Torch.autograd.grad for op-by-op backward

Hi,

I’m trying to use torch.autograd.grad to write backward procedure operator-by-operator. It works fine when there is no same tensor to be used by multiple operators. But I don’t know how to deal with residual connections shown in below (tensor a).
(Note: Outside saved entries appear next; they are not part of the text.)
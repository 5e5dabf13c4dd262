use crate::{common::CommonHeader, require_len, DecodeError};

/// `sendMethod`: whether a message was addressed to one peer or broadcast to
/// all current system peers over a shared sequence space.
#[derive(Debug, Clone, Copy, PartialEq, Eq)]
#[repr(u8)]
pub enum SendMethod {
    SingleReceiver = 0,
    MultiReceiver = 1,
}

impl SendMethod {
    fn decode(byte: u8) -> Result<Self, DecodeError> {
        match byte {
            0 => Ok(Self::SingleReceiver),
            1 => Ok(Self::MultiReceiver),
            value => Err(DecodeError::InvalidDiscriminant {
                name: "SendMethod",
                value,
            }),
        }
    }
}

/// `deliveryGuarantee`: reliable-ordered-fragmented vs best-effort.
#[derive(Debug, Clone, Copy, PartialEq, Eq)]
#[repr(u8)]
pub enum DeliveryGuarantee {
    Unacked = 0,
    Acked = 1,
}

impl DeliveryGuarantee {
    fn decode(byte: u8) -> Result<Self, DecodeError> {
        match byte {
            0 => Ok(Self::Unacked),
            1 => Ok(Self::Acked),
            value => Err(DecodeError::InvalidDiscriminant {
                name: "DeliveryGuarantee",
                value,
            }),
        }
    }
}

/// The per-fragment header carried by every application or control payload,
/// immediately following the [`CommonHeader`].
#[derive(Debug, Clone, Copy, PartialEq, Eq)]
pub struct MessageHeader {
    pub common: CommonHeader,
    pub send_method: SendMethod,
    pub delivery_guarantee: DeliveryGuarantee,
    pub ack_now: bool,
    pub sequence_number: u64,
    pub total_content_size: u32,
    pub fragment_offset: u32,
    pub fragment_content_size: u32,
    pub fragment_number: u16,
    pub number_of_fragments: u16,
}

impl MessageHeader {
    /// `CommonHeader::ENCODE_LEN` (24) + this struct's own fields (28) = 52.
    pub const ENCODE_LEN: usize = 52;

    #[must_use]
    pub fn encode(&self) -> [u8; Self::ENCODE_LEN] {
        let mut buf = [0u8; Self::ENCODE_LEN];
        buf[0..24].copy_from_slice(&self.common.encode());
        buf[24] = self.send_method as u8;
        buf[25] = self.delivery_guarantee as u8;
        buf[26] = u8::from(self.ack_now);
        buf[27] = 0; // _pad
        buf[28..36].copy_from_slice(&self.sequence_number.to_le_bytes());
        buf[36..40].copy_from_slice(&self.total_content_size.to_le_bytes());
        buf[40..44].copy_from_slice(&self.fragment_offset.to_le_bytes());
        buf[44..48].copy_from_slice(&self.fragment_content_size.to_le_bytes());
        buf[48..50].copy_from_slice(&self.fragment_number.to_le_bytes());
        buf[50..52].copy_from_slice(&self.number_of_fragments.to_le_bytes());
        buf
    }

    pub fn decode(buf: &[u8]) -> Result<Self, DecodeError> {
        require_len(buf, Self::ENCODE_LEN)?;
        let common = CommonHeader::decode(&buf[0..24])?;
        Ok(Self {
            common,
            send_method: SendMethod::decode(buf[24])?,
            delivery_guarantee: DeliveryGuarantee::decode(buf[25])?,
            ack_now: buf[26] != 0,
            sequence_number: u64::from_le_bytes(buf[28..36].try_into().unwrap()),
            total_content_size: u32::from_le_bytes(buf[36..40].try_into().unwrap()),
            fragment_offset: u32::from_le_bytes(buf[40..44].try_into().unwrap()),
            fragment_content_size: u32::from_le_bytes(buf[44..48].try_into().unwrap()),
            fragment_number: u16::from_le_bytes(buf[48..50].try_into().unwrap()),
            number_of_fragments: u16::from_le_bytes(buf[50..52].try_into().unwrap()),
        })
    }

    #[must_use]
    pub fn is_last_fragment(&self) -> bool {
        self.fragment_number + 1 == self.number_of_fragments
    }
}

/// Default path-MTU-safe datagram size; `FragmentDataSize = FRAGMENT_SIZE -
/// MessageHeader::ENCODE_LEN`.
pub const FRAGMENT_SIZE: usize = 1500;

#[must_use]
pub const fn fragment_data_size(fragment_size: usize) -> usize {
    fragment_size - MessageHeader::ENCODE_LEN
}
Is there any way that I can do backward operator-by-operator (and at last accumulate grad of tensor a by manual code)?

import torch

a = torch.tensor([1,2,3,], dtype=torch.float).requires_grad_()
b = torch.tensor([1,2,3,], dtype=torch.float).requires_grad_()
c = torch.tensor([2,3,4], dtype=torch.float).requires_grad_()
d = c + a
e = d * b
f = e + a
# f = (c + a) * b + a
loss = torch.sum(f)
# loss.backward()
# print(a.grad)
(grad_e, grad_a1) = torch.autograd.grad([loss], [e, a])
print(grad_e, grad_a1)
(grad_d, grad_b) = torch.autograd.grad([e], [d, b], [grad_e])
print(grad_d, grad_b)
(grad_c, grad_a2) = torch.autograd.grad([d], [c, a], [grad_d])
print(grad_c, grad_a2)
grad_a = grad_a1 + grad_a2

Will encounter

RuntimeError: Trying to backward through the graph a second time (or directly access saved variables after they have already been freed). Saved intermediate values of the graph are freed when you call .backward() or autograd.grad(). Specify retain_graph=True if you need to backward through the graph a second time or if you need to access saved variables after calling backward.